Wheelset
A wheelset is one axle together with its two wheels and two roller bearings, assembled as a single rigid unit. The two wheels are pressed onto the axle so they cannot turn independently; the whole wheelset rotates together as the car rolls.
Where It Sits
There are normally two wheelsets in each truck, one toward each end. Each wheelset is supported at its outer ends through the roller bearings, which seat in roller bearing adapters that rest in the pedestal jaws of the two sideframes. Through that path the weight of the car body, carried down through the bolster and springs, reaches the rail at the wheel treads and flanges.
What It Does
Because the two wheels are fixed to the same axle, the wheelset both carries load and steers. The tapered tread and the flange of each wheel work against the rail to keep the wheelset tracking through tangent track, curves, turnouts, and frogs.
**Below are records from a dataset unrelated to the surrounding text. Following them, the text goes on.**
use anyhow::{Context, Result};
use serde::{Deserialize, Serialize};
use std::path::{Path, PathBuf};

const APP_DIR: &str = "reply-assist";

#[derive(Debug, Clone, Default, Deserialize, Serialize)]
pub struct Config {
    #[serde(default)]
    pub generation: GenerationConfig,
    #[serde(default)]
    pub storage: StorageConfig,
}

#[derive(Debug, Clone, Deserialize, Serialize)]
pub struct GenerationConfig {
    #[serde(default = "default_endpoint")]
    pub endpoint: String,
    #[serde(default = "default_model")]
    pub model: String,
    #[serde(default = "default_max_tokens")]
    pub max_tokens: u32,
    #[serde(default = "default_temperature")]
    pub temperature: f64,
}

#[derive(Debug, Clone, Deserialize, Serialize)]
pub struct StorageConfig {
    #[serde(default = "default_storage_path")]
    pub path: PathBuf,
}

fn default_endpoint() -> String {
    "https://api.openai.com/v1/chat/completions".to_string()
}

fn default_model() -> String {
    "gpt-4o-mini".to_string()
}

fn default_max_tokens() -> u32 {
    100
}

fn default_temperature() -> f64 {
    0.7
}

fn default_storage_path() -> PathBuf {
    dirs::data_dir()
        .unwrap_or_else(|| PathBuf::from("."))
        .join(APP_DIR)
        .join("storage.json")
}

impl Default for GenerationConfig {
    fn default() -> Self {
        Self {
            endpoint: default_endpoint(),
            model: default_model(),
            max_tokens: default_max_tokens(),
            temperature: default_temperature(),
        }
    }
}

impl Default for StorageConfig {
    fn default() -> Self {
        Self {
            path: default_storage_path(),
        }
    }
}

impl Config {
    pub fn default_path() -> PathBuf {
        dirs::config_dir()
            .unwrap_or_else(|| PathBuf::from("."))
            .join(APP_DIR)
            .join("config.toml")
    }

    /// Load the config at `path`, falling back to defaults when the file
    /// does not exist.
    pub fn load(path: &Path) -> Result<Self> {
        if !path.exists() {
            tracing::debug!(path = %path.display(), "no config file, using defaults");
            return Ok(Self::default());
        }

        let content = std::fs::read_to_string(path)
            .with_context(|| format!("failed to read config {}", path.display()))?;
        Self::from_toml(&content)
            .with_context(|| format!("failed to parse config {}", path.display()))
    }

    pub fn from_toml(content: &str) -> Result<Self> {
        Ok(toml::from_str(content)?)
    }
}

#[cfg(test)]
mod tests {
    use super::*;

    #[test]
    fn test_empty_config_uses_defaults() {
        let config = Config::from_toml("").unwrap();
        assert_eq!(config.generation.model, "gpt-4o-mini");
        assert_eq!(config.generation.max_tokens, 100);
        assert_eq!(config.generation.temperature, 0.7);
        assert_eq!(
            config.generation.endpoint,
            "https://api.openai.com/v1/chat/completions"
        );
        assert!(config.storage.path.ends_with("reply-assist/storage.json"));
    }

    #[test]
    fn test_partial_override() {
        let config = Config::from_toml(
            "[generation]\nmodel = \"gpt-4o\"\n\n[storage]\npath = \"/tmp/replies.json\"\n",
        )
        .unwrap();
        assert_eq!(config.generation.model, "gpt-4o");
        assert_eq!(config.generation.max_tokens, 100);
        assert_eq!(config.storage.path, PathBuf::from("/tmp/replies.json"));
    }

    #[test]
    fn test_missing_file_is_default() {
        let dir = tempfile::tempdir().unwrap();
        let config = Config::load(&dir.path().join("absent.toml")).unwrap();
        assert_eq!(config.generation.model, "gpt-4o-mini");
    }

    #[test]
    fn test_invalid_toml_is_error() {
        let dir = tempfile::tempdir().unwrap();
        let path = dir.path().join("config.toml");
        std::fs::write(&path, "[generation\nmodel = 1").unwrap();
        assert!(Config::load(&path).is_err());
    }
}
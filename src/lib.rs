pub mod bridge;
pub mod config;
pub mod error;
pub mod extractor;
pub mod gate;
pub mod generation;
pub mod pipeline;
pub mod post;
pub mod prompt;
pub mod storage;
pub mod store;

pub use error::{ReplyError, StorageError};
pub use pipeline::{AcceptedReply, ReplyPipeline};
pub use post::{GeneratedReply, PostContext, ReplyExcerpt, SavedReply};
use super::ReplyGenerator;
use crate::config::GenerationConfig;
use crate::error::ReplyError;
use crate::prompt::Prompt;
use async_trait::async_trait;
use serde::{Deserialize, Serialize};

const UNKNOWN_SERVICE_ERROR: &str = "Unknown error occurred";
const EMPTY_COMPLETION: &str = "Generation service returned no completion";

pub struct OpenAiGenerator {
    endpoint: String,
    model: String,
    max_tokens: u32,
    temperature: f64,
    client: reqwest::Client,
}

#[derive(Debug, Serialize)]
struct ChatRequest<'a> {
    model: &'a str,
    messages: [ChatMessage<'a>; 2],
    max_tokens: u32,
    temperature: f64,
}

#[derive(Debug, Serialize)]
struct ChatMessage<'a> {
    role: &'static str,
    content: &'a str,
}

#[derive(Debug, Deserialize)]
struct ChatResponse {
    #[serde(default)]
    choices: Vec<Choice>,
    error: Option<ApiError>,
}

#[derive(Debug, Deserialize)]
struct Choice {
    message: ChoiceMessage,
}

#[derive(Debug, Deserialize)]
struct ChoiceMessage {
    content: Option<String>,
}

#[derive(Debug, Deserialize)]
struct ApiError {
    message: Option<String>,
}

impl OpenAiGenerator {
    pub fn new(config: &GenerationConfig) -> Self {
        let client = reqwest::Client::builder()
            .user_agent(concat!("reply-assist/", env!("CARGO_PKG_VERSION")))
            .build()
            .unwrap_or_else(|_| reqwest::Client::new());

        Self {
            endpoint: config.endpoint.clone(),
            model: config.model.clone(),
            max_tokens: config.max_tokens,
            temperature: config.temperature,
            client,
        }
    }
}

fn service_error(message: impl Into<String>) -> ReplyError {
    let message = message.into();
    tracing::warn!(%message, "generation service failed");
    ReplyError::GenerationService(message)
}

#[async_trait]
impl ReplyGenerator for OpenAiGenerator {
    async fn generate(&self, prompt: &Prompt, credential: &str) -> Result<String, ReplyError> {
        let request = ChatRequest {
            model: &self.model,
            messages: [
                ChatMessage {
                    role: "system",
                    content: &prompt.system,
                },
                ChatMessage {
                    role: "user",
                    content: &prompt.user,
                },
            ],
            max_tokens: self.max_tokens,
            temperature: self.temperature,
        };

        tracing::debug!(endpoint = %self.endpoint, model = %self.model, "requesting completion");

        let response = self
            .client
            .post(&self.endpoint)
            .header("Authorization", format!("Bearer {}", credential))
            .json(&request)
            .send()
            .await
            .map_err(|e| service_error(e.to_string()))?;

        let status = response.status();
        let body = response
            .text()
            .await
            .map_err(|e| service_error(e.to_string()))?;
        let parsed = serde_json::from_str::<ChatResponse>(&body).ok();

        if !status.is_success() {
            let message = parsed
                .and_then(|r| r.error)
                .and_then(|e| e.message)
                .unwrap_or_else(|| UNKNOWN_SERVICE_ERROR.to_string());
            return Err(service_error(message));
        }

        parsed
            .and_then(|r| r.choices.into_iter().next())
            .and_then(|choice| choice.message.content)
            .map(|content| content.trim().to_string())
            .ok_or_else(|| service_error(EMPTY_COMPLETION))
    }
}
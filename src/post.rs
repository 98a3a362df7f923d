use serde::{Deserialize, Serialize};
use uuid::Uuid;

/// One existing reply under the post, as read from the page.
#[derive(Debug, Clone, PartialEq, Eq, Serialize, Deserialize)]
#[serde(rename_all = "camelCase")]
pub struct ReplyExcerpt {
    pub reply_id: String,
    pub content: String,
    pub author: String,
}

/// Conversation snapshot of a single post page.
///
/// Built fresh for every extraction request and dropped after one
/// generation cycle. `replies` never contains the post itself.
#[derive(Debug, Clone, PartialEq, Eq, Serialize, Deserialize)]
#[serde(rename_all = "camelCase")]
pub struct PostContext {
    pub post_id: String,
    pub body_text: String,
    pub author_handle: String,
    pub replies: Vec<ReplyExcerpt>,
}

/// A candidate that passed structural validation.
///
/// Only [`crate::gate::validate_candidate`] constructs one.
#[derive(Debug, Clone, PartialEq, Eq)]
pub struct GeneratedReply {
    text: String,
}

impl GeneratedReply {
    pub(crate) fn accepted(text: String) -> Self {
        Self { text }
    }

    pub fn text(&self) -> &str {
        &self.text
    }
}

#[derive(Debug, Clone, PartialEq, Eq, Serialize, Deserialize)]
#[serde(rename_all = "camelCase")]
pub struct SavedReply {
    pub id: Uuid,
    pub content: String,
    pub post_id: String,
    pub created_at_millis: i64,
}

#[cfg(test)]
mod tests {
    use super::*;

    #[test]
    fn test_saved_reply_json_shape() {
        let reply = SavedReply {
            id: Uuid::nil(),
            content: "Solid numbers".to_string(),
            post_id: "42".to_string(),
            created_at_millis: 1_700_000_000_000,
        };
        let value = serde_json::to_value(&reply).unwrap();
        assert_eq!(value["postId"], "42");
        assert_eq!(value["createdAtMillis"], 1_700_000_000_000i64);
        assert_eq!(value["content"], "Solid numbers");
    }

    #[test]
    fn test_post_context_uses_camel_case() {
        let ctx = PostContext {
            post_id: "1".to_string(),
            body_text: "body".to_string(),
            author_handle: "Unknown".to_string(),
            replies: vec![ReplyExcerpt {
                reply_id: "2".to_string(),
                content: "hi".to_string(),
                author: "someone".to_string(),
            }],
        };
        let value = serde_json::to_value(&ctx).unwrap();
        assert_eq!(value["bodyText"], "body");
        assert_eq!(value["replies"][0]["replyId"], "2");
    }
}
The fixed back-to-back spacing of the wheels is what makes the wheelset gauge correctly to the track.
Wear and Inspection
Wheels wear and are periodically re-trued; axles and bearings are inspected on their own schedules. A wheelset can be condemned for worn or defective wheels, a defective axle, or a bad bearing, and is then removed for repair or remounting. Wheel, axle, and bearing limits are defined in the AAR interchange rules and field manual.